The diagnosis simply took too long – the couple had to hang about in big cities where he was treated but AIDS was not diagnosed. He was seen by hospitals in Hyderabad and Karachi but let down by inefficiencies there and at laboratories, Finally, after two years, the Agha Khan Hospital in Karachi diagnosed HIV/AIDS.

Sindh province has only one AIDS preventative centre, in Karachi, where services are very poor. In Pakistan's male dominant society, women mostly shun the centre.

“We loafed for two years just trying to find out about the disease,” says Wazeeran. “Then, after two years when he was at the last stage, Agha Khan Hospital in Karachi diagnosed him, but by that time we were too late and Qurban died soon after he was diagnosed.

“We had to bear all expenses by selling our piece of land and other assets. We have spent about 5 lac rupees for his treatment but he could not win his battle for life. Now the family did not just suffer from the financial loss; close relatives broke off relationships.”

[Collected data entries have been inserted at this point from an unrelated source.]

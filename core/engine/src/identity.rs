//! Deterministic, content-addressed identifiers.
//!
//! Entities and relationships are deduplicated facts, so their ids are
//! pure functions of their identity content. Memories are append-only
//! events, so the ingestion instant is folded into theirs.

use chrono::{DateTime, Utc};
use memory_graph_schemas::{EntityId, MemoryId, RelationshipId};
use sha2::{Digest, Sha256};

/// Hex length of every identifier. Truncation trades collision resistance
/// for compactness; acceptable at embedded-graph scale.
const ID_LEN: usize = 12;

fn digest(input: &str) -> String {
    let mut hasher = Sha256::new();
    hasher.update(input.as_bytes());
    let mut encoded = hex::encode(hasher.finalize());
    encoded.truncate(ID_LEN);
    encoded
}

/// Identifier for an entity, stable across mentions regardless of case.
pub fn entity_id(name: &str) -> EntityId {
    EntityId(digest(&name.to_lowercase()))
}

/// Identifier for a typed edge. The same (source, target, type) triple
/// always maps to the same record.
pub fn relationship_id(
    source: &EntityId,
    target: &EntityId,
    relation_type: &str,
) -> RelationshipId {
    RelationshipId(digest(&format!("{}_{}_{}", source, target, relation_type)))
}

/// Identifier for a memory. Identical content ingested at different
/// instants yields distinct records; memories are events, not facts.
pub fn memory_id(content: &str, now: DateTime<Utc>) -> MemoryId {
    MemoryId(digest(&format!("{}{}", content, now.to_rfc3339())))
}

#[cfg(test)]
mod tests {
    use super::*;
    use chrono::TimeZone;

    #[test]
    fn test_entity_id_deterministic_and_case_insensitive() {
        assert_eq!(entity_id("Google"), entity_id("Google"));
        assert_eq!(entity_id("Google"), entity_id("google"));
        assert_eq!(entity_id("GOOGLE"), entity_id("gOoGlE"));
        assert_ne!(entity_id("Google"), entity_id("Googles"));
        assert_eq!(entity_id("Google").0.len(), 12);
    }

    #[test]
    fn test_relationship_id_is_function_of_triple() {
        let john = entity_id("John");
        let google = entity_id("Google");

        let a = relationship_id(&john, &google, "WORKS_AT");
        let b = relationship_id(&john, &google, "WORKS_AT");
        assert_eq!(a, b);

        // Direction and type both matter.
        assert_ne!(a, relationship_id(&google, &john, "WORKS_AT"));
        assert_ne!(a, relationship_id(&john, &google, "CREATED"));
    }

    #[test]
    fn test_memory_id_varies_with_instant() {
        let t1 = Utc.with_ymd_and_hms(2025, 1, 1, 12, 0, 0).unwrap();
        let t2 = Utc.with_ymd_and_hms(2025, 1, 1, 12, 0, 1).unwrap();

        assert_eq!(memory_id("same content", t1), memory_id("same content", t1));
        assert_ne!(memory_id("same content", t1), memory_id("same content", t2));
    }
}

This is just one sad story of a family hit by HIV/AIDS - but there are many others.

After losing hope in medical science, Wazeeran has approached spiritual healers for a cure, but nothing has changed so far. "We requested the president of Pakistan, the Sindh chief minister and other authorities to help me out of this disaster," says Solangi.

According to UNAIDS estimates, some 90,000 to 100,000 persons, or 0.1

percent of the adult population in Pakistan, are infected with HIV.

Officially reported cases are, however, much lower.